En los estados de Oregón, California y Colorado en EE. UU., paradigmas de los mayores entusiastas de la regulación, ya se evidencian efectos negativos de la legalización en relación con criminalidad dura, relocalización de bandas y consumidores foráneos en sus jurisdicciones e incremento de crímenes en consumidores habituales para financiar el consumo.
En Colombia los citados proyectos proponen licencias estándares ambientales y de producción, acceso diferencial por edad, lineamientos para comercialización, publicidad y lugares de uso, bases de datos sobre uso, caracterización del usuario y trazabilidad del producto. Asimismo, lineamientos de salud pública, educación, medio ambiente, comercio e impuestos, omitiendo los asuntos de justicia y seguridad.
Estas propuestas desconocen las capacidades institucionales instaladas, las realidades geográficas y sociales, así como las condiciones de mercado del país y del mundo. Una muestra de esto es la intención de controlar el consumo de drogas en menores de edad por efectos de un mercado regulado, en una sociedad que normalizó el consumo de tabaco y alcohol de los niños y adolescentes –también prohibida–, y desestimó su impacto catastrófico en el tejido social, la convivencia, la salud física y mental.
Poner las esperanzas en reglas que no consultan la realidad convierte al remedio propuesto en una enfermedad peor y nos aleja de una reflexión realista respecto a las acciones necesarias para mitigar el impacto de las drogas en la convivencia y la salud de los individuos. Un desafío que está demostrado solo se puede atender con una combinación de estrategias de salud pública, educación, industriales, justicia y aplicación de la ley.
Prueba de esto es Portugal, paradigma de éxito referido permanentemente por los defensores de la regulación. Ese país estructuró una ruta de 10 años que combinaba medidas coercitivas y de salud pública, haciendo una transición calculada hacia un enfoque en esta última. Un proceso de maduración de cambio social, no un salto al vacío con una sombrilla y la esperanza de que aguante la caída.
La regularización está lejos de ser la fórmula para enfrentar sistemas criminales impulsados por la producción, distribución y comercialización de narcóticos. La transformación de un mercado ilícito en licito, bajo la premisa de alta regulación y control, exige la existencia de un aparato de aplicación de la Ley robusto y con capacidad amplia de despliegue. ¿A caso existe un incentivo real para que los narcotraficantes se inscriban en el registro mercantil y paguen el impuesto de renta a personas jurídicas?
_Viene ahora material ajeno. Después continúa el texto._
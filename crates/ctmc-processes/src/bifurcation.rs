//! Irreversible branching of one shared source into absorbing sinks.
//!
//! Every [`BranchPath`] reads the same source counter and fires at
//! `source × unit_rate(path)`. Firing moves one unit from the source into
//! the path's private sink. Because all paths read the source, every event
//! invalidates every propensity.
//!
//! `source + Σ sinks` is conserved and sinks never decrease.

use ctmc_core::{
    Event, PopulationId, PopulationSet, Populations, ProcessId, Rate, SimError,
};
use ctmc_process::{process_at, validate_processes, Dependents, Process, System};

/// One outgoing path from the shared source.
#[derive(Clone, Debug)]
pub struct BranchPath {
    id: ProcessId,
    source: PopulationId,
    sink: PopulationId,
    unit_rate: Rate,
}

impl BranchPath {
    /// Create a path draining `source` into `sink` at `unit_rate` per unit.
    pub fn new(id: ProcessId, source: PopulationId, sink: PopulationId, unit_rate: Rate) -> Self {
        Self {
            id,
            source,
            sink,
            unit_rate,
        }
    }

    /// The path's private sink.
    pub fn sink(&self) -> PopulationId {
        self.sink
    }

    /// Per-unit transition rate.
    pub fn unit_rate(&self) -> Rate {
        self.unit_rate
    }
}

impl Process for BranchPath {
    fn id(&self) -> ProcessId {
        self.id
    }

    fn name(&self) -> &str {
        "BranchPath"
    }

    fn reads(&self) -> PopulationSet {
        [self.source].into_iter().collect()
    }

    fn writes(&self) -> PopulationSet {
        [self.source, self.sink].into_iter().collect()
    }

    fn rate(&self, populations: &Populations) -> Result<Rate, SimError> {
        Ok(Rate::per_capita(self.unit_rate, populations.get(self.source)?))
    }

    fn fire(&self, populations: &mut Populations) -> Result<(), SimError> {
        populations.transfer(self.source, self.sink)
    }
}

/// A shared source feeding N absorbing sinks.
///
/// Population layout: `PopulationId(0)` is the source, `PopulationId(i + 1)`
/// is the sink of path `i`.
pub struct BifurcationSystem {
    processes: Vec<Box<dyn Process>>,
    populations: Populations,
    initial_source: u64,
}

const SOURCE: PopulationId = PopulationId(0);

impl BifurcationSystem {
    /// Build a system with `source` initial units and one path per unit rate.
    ///
    /// # Errors
    ///
    /// `EmptyProcessList` if `unit_rates` is empty; `InvalidValue` if any
    /// unit rate is negative or not finite.
    pub fn new(source: u64, unit_rates: &[f64]) -> Result<Self, SimError> {
        let mut populations = Populations::new();
        let source_id = populations.push(source)?;
        debug_assert_eq!(source_id, SOURCE);

        let mut processes: Vec<Box<dyn Process>> = Vec::with_capacity(unit_rates.len());
        for (i, &rate) in unit_rates.iter().enumerate() {
            let sink = populations.push(0)?;
            processes.push(Box::new(BranchPath::new(
                ProcessId(i as u32),
                SOURCE,
                sink,
                Rate::new(rate)?,
            )));
        }
        validate_processes(&processes, &populations)?;

        Ok(Self {
            processes,
            populations,
            initial_source: source,
        })
    }

    /// Units remaining in the shared source.
    pub fn source(&self) -> u64 {
        self.populations.get(SOURCE).unwrap_or(0)
    }

    /// Units absorbed by path `i`.
    pub fn sink(&self, i: usize) -> Result<u64, SimError> {
        if i >= self.processes.len() {
            return Err(SimError::IndexOutOfRange {
                what: "sink",
                index: i,
                len: self.processes.len(),
            });
        }
        self.populations.get_index(i + 1)
    }

    /// All sink counts in path order.
    pub fn sinks(&self) -> &[u64] {
        &self.populations.as_slice()[1..]
    }

    /// Number of paths.
    pub fn path_count(&self) -> usize {
        self.processes.len()
    }

    /// Source population at construction.
    pub fn initial_source(&self) -> u64 {
        self.initial_source
    }
}

impl System for BifurcationSystem {
    fn name(&self) -> &str {
        "BifurcationSystem"
    }

    fn processes(&self) -> &[Box<dyn Process>] {
        &self.processes
    }

    fn populations(&self) -> &Populations {
        &self.populations
    }

    fn apply(&mut self, event: &Event) -> Result<Dependents, SimError> {
        let process = process_at(&self.processes, event.process())?;
        process.fire(&mut self.populations)?;
        Ok(Dependents::All)
    }
}

#[cfg(test)]
mod tests {
    use super::*;
    use ctmc_core::SimTime;
    use proptest::prelude::*;

    fn fire(system: &mut BifurcationSystem, path: u32) -> Result<Dependents, SimError> {
        system.apply(&Event::new(ProcessId(path), SimTime::ZERO))
    }

    fn rates(system: &BifurcationSystem) -> Vec<f64> {
        (0..system.path_count())
            .map(|i| system.rate(ProcessId(i as u32)).unwrap().value())
            .collect()
    }

    #[test]
    fn three_path_scenario() {
        let mut system = BifurcationSystem::new(100, &[1.0, 2.0, 3.0]).unwrap();
        for (path, times) in [(0, 1), (1, 2), (2, 3)] {
            for _ in 0..times {
                assert_eq!(fire(&mut system, path).unwrap(), Dependents::All);
            }
        }
        assert_eq!(system.source(), 94);
        assert_eq!(system.sinks(), &[1, 2, 3]);
        assert_eq!(system.sink(2).unwrap(), 3);
        assert_eq!(rates(&system), vec![94.0, 188.0, 282.0]);
    }

    #[test]
    fn empty_source_rejects_firing() {
        let mut system = BifurcationSystem::new(1, &[1.0, 1.0]).unwrap();
        fire(&mut system, 1).unwrap();
        assert_eq!(rates(&system), vec![0.0, 0.0]);
        let err = fire(&mut system, 0).unwrap_err();
        assert!(matches!(err, SimError::InvariantViolation { .. }));
        assert_eq!(system.sinks(), &[0, 1]);
    }

    #[test]
    fn sink_out_of_range() {
        let system = BifurcationSystem::new(5, &[1.0]).unwrap();
        assert!(matches!(
            system.sink(1),
            Err(SimError::IndexOutOfRange { what: "sink", index: 1, len: 1 })
        ));
    }

    #[test]
    fn construction_errors() {
        assert!(matches!(
            BifurcationSystem::new(10, &[]),
            Err(SimError::EmptyProcessList)
        ));
        assert!(matches!(
            BifurcationSystem::new(10, &[1.0, f64::NAN]),
            Err(SimError::InvalidValue(_))
        ));
    }

    proptest! {
        #[test]
        fn conservation_and_monotone_sinks(
            source in 0u64..200,
            picks in prop::collection::vec(0u32..4, 0..300),
        ) {
            let mut system = BifurcationSystem::new(source, &[0.5, 1.0, 1.5, 2.0]).unwrap();
            let mut previous = system.sinks().to_vec();
            for path in picks {
                if system.source() == 0 {
                    prop_assert!(fire(&mut system, path).is_err());
                } else {
                    fire(&mut system, path).unwrap();
                }
                let total = system.source() + system.sinks().iter().sum::<u64>();
                prop_assert_eq!(total, system.initial_source());
                for (now, before) in system.sinks().iter().zip(&previous) {
                    prop_assert!(now >= before);
                }
                previous = system.sinks().to_vec();
            }
        }
    }
}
La mitigación de los efectos causados por las drogas no depende de la buena voluntad de quien las ofrece ni de valores humanos del consumidor. Si de instituciones con capacidades de castigar a quien transgreda las normas, atender a los afectados por el consumo y concientizar a la sociedad sobre el impacto que estas tienen en la salud social, económica e institucional del país.